Yorkie: Peninsulater!

If you take the ferry over to Ward’s island and follow the path along the south side of the quaint island community, you’ll soon come through some thick trees and come up against the east side of Ward’s itself. There’s not much there; a thin, crumbling concrete strip jutting out from the shore, and the usually vacant-looking Toronto port, 600-odd feet on the other side of the channel.  It does offer a pretty fantastic view of downtown, and in the summer you’ll see sailboats and kayaks going through the canal, taking scenic routes around the big park. But it wasn’t always that way. It never is. Dun dun dun.

If you’ve read this post you’ll know the island had its first building, the Gibraltar Point Lighthouse, built in 1808. There weren’t many permanent residents for a few decades, but by the mid 1800s it was a pretty happening place. Part of the reason for that was that at this point, it wasn’t the Toronto islands at all. It was a peninsula, connected on the East side by a strip of land that splayed out Westward into a marshy bay.

map 1792
One of the first British plans for the town of York in 1792 – look at how connected that land is!

 

In 1833 the first hotel, called the Retreat on the Peninsula, was built on the island – even then people wanted a peaceful getaway from the urban sprawl.   The hotel changed hands a number of times between 1833 and 1858. Over that period of time, that thin slice of connecting land got thinner and thinner as amusements and some houses were built. There were ferries that shipped people and stuffs over from the mainland, but there was still foot traffic that came across the East side.

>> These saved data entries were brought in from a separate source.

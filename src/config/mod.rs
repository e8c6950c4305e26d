// src/config/mod.rs
pub mod monitor;

pub use monitor::{
    AcquisitionSection, CriteriaSection, FeedSection, MonitorConfig, NotifySection, PollSection,
    ProviderKind, ProviderSection,
};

August 1857 marked the beginning of the end for our dear peninsula. There were a couple of particularly nasty storms, one of which caused the hotel proprietor to evacuate (himself, his family, his guests, and his furniture. Must’ve been really nice beaver pelt couches or something). The seaward wall caved in and the roof almost got torn off before the storm eventually subsided. It was basically just a large sandbar though. I’m pretty sure it went down a little something like this.  Needless to say, I don’t think the hotel did much business after that.

Hotel 1850
The hotel in 1850. Also…is that a beaver tied to a doghouse? And a deer fenced in?! And TWO GIANT GUILLOTINES?!?!? What IS this place?!

 

By January of the next year, a report by the Harbour Commissioner’s Office confirmed that the thinnest portion of the peninsula had been fully washed over, and confirmed that it was no longer a peninsula, but an island. They dredged the gap out a bit and put up some walls to ensure it was safely traversable by ship, and the Eastern Gap was born.  Over 150 years later, we’ve never looked back. Here’s an image of the map in 1910:

Map 1910
1910. I’m not REALLY curious about what looks like a subdivision over there in Simcoe Park. I wanna live in Simcoe Park!! #NoJetsTO

 

And here’s the map today.

The full report of the Harbour Commisioner’s is actually really interesting – he talks about how the change will be good for the sanitation of the city, and reminisces about the good old days of grazing cattle and plenty of trees on the peninsula.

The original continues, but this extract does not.